Create our Converter Function

The first thing we'll want to do is to create the function that will be our converter. Let's create a new directory: app/utils/ and create a new TypeScript file within named fontIconConverter.ts. This converter is actually really simple - it just has a hash map of all the icons we want to use and their unicode value, then provides a function for converting strings, or parts of strings, to the appropriate unicode value. Notice below that we're also handling cases where an icon may be passed in within a string of text.

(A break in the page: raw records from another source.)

//! tracing을 사용한 로깅 인프라.
//!
//! 이 모듈은 다양한 출력 형식을 지원하는 구조화된 로깅을 제공합니다:
//! - **pretty**: 개발용 사람이 읽기 쉬운 형식
//! - **json**: 운영환경/로그 집계용 JSON 형식
//! - **compact**: 로그 크기를 줄이기 위한 간결한 형식

use tracing_subscriber::{
    fmt::{self, format::FmtSpan},
    layer::SubscriberExt,
    util::SubscriberInitExt,
    EnvFilter,
};

/// 로그 출력 형식.
#[derive(Debug, Clone, Copy, PartialEq, Eq)]
pub enum LogFormat {
    /// 색상이 포함된 사람이 읽기 쉬운 형식 (개발용)
    Pretty,
    /// 로그 집계용 JSON 형식 (운영용)
    Json,
    /// 간결한 한 줄 형식
    Compact,
}

impl Default for LogFormat {
    fn default() -> Self {
        Self::Pretty
    }
}

impl std::str::FromStr for LogFormat {
    type Err = String;

    fn from_str(s: &str) -> Result<Self, Self::Err> {
        match s.to_lowercase().as_str() {
            "pretty" => Ok(Self::Pretty),
            "json" => Ok(Self::Json),
            "compact" => Ok(Self::Compact),
            _ => Err(format!("Unknown log format: {}", s)),
        }
    }
}

/// 로깅 설정.
#[derive(Debug, Clone)]
pub struct LogConfig {
    /// 로그 레벨 필터 (예: "info", "debug", "hlwatch_exchange=debug")
    pub level: String,
    /// 출력 형식
    pub format: LogFormat,
    /// span 이벤트 포함 여부 (진입/종료)
    pub with_span_events: bool,
    /// 파일명과 줄 번호 포함 여부
    pub with_file: bool,
    /// 대상(모듈 경로) 포함 여부
    pub with_target: bool,
}

impl Default for LogConfig {
    fn default() -> Self {
        Self {
            level: "info".to_string(),
            format: LogFormat::Pretty,
            with_span_events: false,
            with_file: true,
            with_target: true,
        }
    }
}

impl LogConfig {
    /// 새 로그 설정을 생성합니다.
    pub fn new(level: impl Into<String>) -> Self {
        Self {
            level: level.into(),
            ..Default::default()
        }
    }

    /// 로그 형식을 설정합니다.
    pub fn with_format(mut self, format: LogFormat) -> Self {
        self.format = format;
        self
    }

    /// 환경 변수에서 설정을 생성합니다.
    ///
    /// 레벨에는 `RUST_LOG`를, 형식에는 `LOG_FORMAT`을 사용합니다.
    pub fn from_env() -> Self {
        let level = std::env::var("RUST_LOG").unwrap_or_else(|_| "info".to_string());
        let format = std::env::var("LOG_FORMAT")
            .ok()
            .and_then(|s| s.parse().ok())
            .unwrap_or(LogFormat::Pretty);

        Self {
            level,
            format,
            ..Default::default()
        }
    }
}

/// 주어진 설정으로 로깅 시스템을 초기화합니다.
///
/// # 예제
///
/// ```no_run
/// use hlwatch_core::logging::{init_logging, LogConfig, LogFormat};
///
/// init_logging(LogConfig::default()).unwrap();
///
/// let config = LogConfig::new("debug").with_format(LogFormat::Json);
/// init_logging(config).unwrap();
/// ```
pub fn init_logging(config: LogConfig) -> Result<(), Box<dyn std::error::Error>> {
    let env_filter = EnvFilter::try_from_default_env()
        .or_else(|_| EnvFilter::try_new(&config.level))?;

    let span_events = if config.with_span_events {
        FmtSpan::NEW | FmtSpan::CLOSE
    } else {
        FmtSpan::NONE
    };

    match config.format {
        LogFormat::Pretty => {
            let fmt_layer = fmt::layer()
                .pretty()
                .with_file(config.with_file)
                .with_line_number(config.with_file)
                .with_target(config.with_target)
                .with_span_events(span_events);

            tracing_subscriber::registry()
                .with(env_filter)
                .with(fmt_layer)
                .try_init()?;
        }
        LogFormat::Json => {
            let fmt_layer = fmt::layer()
                .json()
                .with_file(config.with_file)
                .with_line_number(config.with_file)
                .with_target(config.with_target)
                .with_span_events(span_events);

            tracing_subscriber::registry()
                .with(env_filter)
                .with(fmt_layer)
                .try_init()?;
        }
        LogFormat::Compact => {
            let fmt_layer = fmt::layer()
                .compact()
                .with_file(config.with_file)
                .with_line_number(config.with_file)
                .with_target(config.with_target)
                .with_span_events(span_events);

            tracing_subscriber::registry()
                .with(env_filter)
                .with(fmt_layer)
                .try_init()?;
        }
    }

    tracing::info!(
        format = ?config.format,
        level = %config.level,
        "Logging initialized"
    );

    Ok(())
}

/// 환경 변수에서 로깅을 초기화합니다.
pub fn init_logging_from_env() -> Result<(), Box<dyn std::error::Error>> {
    init_logging(LogConfig::from_env())
}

// app/utils/fontIconConverter.ts
const fontToUnicode = {  
  //I recommend using the full css class name of the icon (i.e. 'fa-bluetooth') 
  //  instead of shortening (i.e. just 'bluetooth') in case you need to use the 
  //  text along side an icon
  'fa-bluetooth': '\uf293',
  'fa-hashtag': '\uf292',
  'fa-usb': '\uf287'
};

function valueToFontUnicode(value: string): string {  
  //if the value isn't a key in our hash map, just return the value as it is
  return fontToUnicode[value] || value;
}

export default function fontIconConverter(value: string): string {  
  //check for spaces so we can handle things like "fa-bluetooth some text here"
  if (/\s/.test(value)) {
    return value.split(/\s/).map(t => valueToFontUnicode(t)).join(' ');
  } else {
    return valueToFontUnicode(value);
  }
}

Make the converter accessible application-wide

Now that we've defined a converter function, we just need to add it to our application resources to make it available application-wide. Simply navigate to your app/app.ts file, and make the following additions:

import fontIconConverter from './utils/fontIconConverter';  
application.resources['fontIconConverter'] = fontIconConverter;  

Use the converter in your view

Now that we've added the converter to our application resources, we can use it in any view like this:

<Label class="fa" text="{{ 'fa-bluetooth (bluetooth icon)' | fontIconConverter }}" />  

Is it still clunky/ugly? Yep. But, I find it easier to remember the actual names of the icons over their unicode values. So, in an app where a lot of different icons are being used, this may just be helpful. If you're only using one or two icons then maybe it wouldn't be worth it - you'd have to decide :)

Quick Caveat

Any time that you are using the binding syntax {{ ... }} your view must have a binding context or it won't interpolate. Even if all you're doing is taking a static string, such as is the case with the font icon converter, and running it through a converter. If needed, you can just set the binding context to an empty object and that works, but kinda feels hacky to me.


It's certainly not a perfect/elegant solution, but as far as I can find it's either typing in the unicode directly to the label or some converter like this when it comes to using font icons. If you know of a better approach, feel free to share in the comments!